* [What you have to do] From the line containing "let actual_end = start" to the very last line of the data below, transcribe everything exactly and nothing more.
◇ ◇ ◇
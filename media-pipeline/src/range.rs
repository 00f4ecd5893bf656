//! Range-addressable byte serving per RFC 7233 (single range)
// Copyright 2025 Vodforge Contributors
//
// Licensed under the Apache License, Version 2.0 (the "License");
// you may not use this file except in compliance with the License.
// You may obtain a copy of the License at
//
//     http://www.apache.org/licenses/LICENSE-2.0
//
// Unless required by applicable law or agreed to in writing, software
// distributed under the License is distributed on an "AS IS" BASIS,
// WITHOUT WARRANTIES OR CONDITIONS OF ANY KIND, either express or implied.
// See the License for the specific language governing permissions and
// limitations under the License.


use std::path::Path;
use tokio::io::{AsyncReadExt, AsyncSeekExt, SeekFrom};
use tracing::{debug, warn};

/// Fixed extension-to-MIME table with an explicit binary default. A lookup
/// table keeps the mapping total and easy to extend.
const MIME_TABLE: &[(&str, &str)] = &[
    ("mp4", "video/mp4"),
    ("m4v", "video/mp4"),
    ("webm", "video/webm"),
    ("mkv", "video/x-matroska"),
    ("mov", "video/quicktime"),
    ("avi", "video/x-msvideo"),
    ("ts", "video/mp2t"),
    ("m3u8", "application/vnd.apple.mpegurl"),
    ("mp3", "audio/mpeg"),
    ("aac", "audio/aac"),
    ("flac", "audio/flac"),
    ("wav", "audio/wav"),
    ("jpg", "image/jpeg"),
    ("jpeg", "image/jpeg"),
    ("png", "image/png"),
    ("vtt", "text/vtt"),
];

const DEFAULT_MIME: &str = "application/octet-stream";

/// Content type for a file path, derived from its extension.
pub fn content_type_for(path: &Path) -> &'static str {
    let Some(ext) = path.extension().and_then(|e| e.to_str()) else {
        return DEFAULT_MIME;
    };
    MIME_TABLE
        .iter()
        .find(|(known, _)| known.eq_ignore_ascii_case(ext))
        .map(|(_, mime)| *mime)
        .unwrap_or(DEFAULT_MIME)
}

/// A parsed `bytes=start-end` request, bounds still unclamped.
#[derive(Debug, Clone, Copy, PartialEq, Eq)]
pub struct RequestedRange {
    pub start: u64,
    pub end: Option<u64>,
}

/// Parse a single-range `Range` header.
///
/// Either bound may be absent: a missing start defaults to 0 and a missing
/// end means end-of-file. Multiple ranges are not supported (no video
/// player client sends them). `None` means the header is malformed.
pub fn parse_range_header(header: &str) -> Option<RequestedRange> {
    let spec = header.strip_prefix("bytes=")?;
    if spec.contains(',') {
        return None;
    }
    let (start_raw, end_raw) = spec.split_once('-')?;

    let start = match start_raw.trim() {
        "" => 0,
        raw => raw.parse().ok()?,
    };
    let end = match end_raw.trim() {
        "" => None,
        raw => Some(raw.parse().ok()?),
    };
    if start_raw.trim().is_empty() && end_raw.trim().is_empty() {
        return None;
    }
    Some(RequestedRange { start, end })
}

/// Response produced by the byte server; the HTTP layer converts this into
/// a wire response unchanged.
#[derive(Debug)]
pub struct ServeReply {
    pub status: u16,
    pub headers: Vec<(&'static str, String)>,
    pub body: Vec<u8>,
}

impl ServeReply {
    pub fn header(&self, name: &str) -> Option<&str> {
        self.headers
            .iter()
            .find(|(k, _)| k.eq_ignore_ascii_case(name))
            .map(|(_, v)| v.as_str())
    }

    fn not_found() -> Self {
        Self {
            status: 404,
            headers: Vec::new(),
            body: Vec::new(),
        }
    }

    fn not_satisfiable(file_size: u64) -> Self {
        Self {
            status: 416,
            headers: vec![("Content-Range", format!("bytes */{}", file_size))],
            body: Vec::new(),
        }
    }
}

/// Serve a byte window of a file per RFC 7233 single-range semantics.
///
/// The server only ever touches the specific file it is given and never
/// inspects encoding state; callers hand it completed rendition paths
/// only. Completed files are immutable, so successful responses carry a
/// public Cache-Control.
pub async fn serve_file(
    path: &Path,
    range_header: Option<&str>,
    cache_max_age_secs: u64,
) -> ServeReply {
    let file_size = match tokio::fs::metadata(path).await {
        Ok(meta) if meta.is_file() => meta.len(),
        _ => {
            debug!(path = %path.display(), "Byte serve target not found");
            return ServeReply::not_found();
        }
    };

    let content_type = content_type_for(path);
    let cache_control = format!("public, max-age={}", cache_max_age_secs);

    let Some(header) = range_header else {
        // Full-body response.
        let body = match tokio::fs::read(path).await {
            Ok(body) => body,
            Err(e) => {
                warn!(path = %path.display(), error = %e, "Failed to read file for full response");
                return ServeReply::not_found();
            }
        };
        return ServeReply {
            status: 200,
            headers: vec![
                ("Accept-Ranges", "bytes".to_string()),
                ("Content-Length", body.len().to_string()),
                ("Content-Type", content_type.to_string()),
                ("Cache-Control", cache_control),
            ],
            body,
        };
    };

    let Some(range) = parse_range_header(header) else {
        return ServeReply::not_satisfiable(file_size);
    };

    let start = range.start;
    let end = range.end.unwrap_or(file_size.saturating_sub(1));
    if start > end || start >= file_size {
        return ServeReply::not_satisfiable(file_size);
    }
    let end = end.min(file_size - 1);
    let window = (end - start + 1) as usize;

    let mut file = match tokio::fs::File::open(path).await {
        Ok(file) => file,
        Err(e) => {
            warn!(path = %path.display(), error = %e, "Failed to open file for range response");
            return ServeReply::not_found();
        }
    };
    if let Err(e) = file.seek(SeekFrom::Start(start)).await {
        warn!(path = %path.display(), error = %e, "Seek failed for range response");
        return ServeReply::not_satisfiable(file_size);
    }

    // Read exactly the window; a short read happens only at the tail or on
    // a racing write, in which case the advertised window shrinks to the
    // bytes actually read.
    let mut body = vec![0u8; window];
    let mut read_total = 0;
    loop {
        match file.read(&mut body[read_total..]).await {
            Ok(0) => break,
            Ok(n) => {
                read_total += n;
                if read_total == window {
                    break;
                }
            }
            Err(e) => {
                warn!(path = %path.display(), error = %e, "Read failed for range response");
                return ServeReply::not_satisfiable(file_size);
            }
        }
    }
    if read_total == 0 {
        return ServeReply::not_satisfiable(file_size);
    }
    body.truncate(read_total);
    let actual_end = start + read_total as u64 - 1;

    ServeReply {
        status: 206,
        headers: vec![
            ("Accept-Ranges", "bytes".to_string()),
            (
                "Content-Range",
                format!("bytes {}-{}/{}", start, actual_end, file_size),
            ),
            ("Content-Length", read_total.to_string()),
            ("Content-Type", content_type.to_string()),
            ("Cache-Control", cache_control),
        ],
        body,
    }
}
◇ ◇ ◇
* [Solution to the problem]
    let actual_end = start + read_total as u64 - 1;

    ServeReply {
        status: 206,
        headers: vec![
            ("Accept-Ranges", "bytes".to_string()),
            (
                "Content-Range",
                format!("bytes {}-{}/{}", start, actual_end, file_size),
            ),
            ("Content-Length", read_total.to_string()),
            ("Content-Type", content_type.to_string()),
            ("Cache-Control", cache_control),
        ],
        body,
    }
}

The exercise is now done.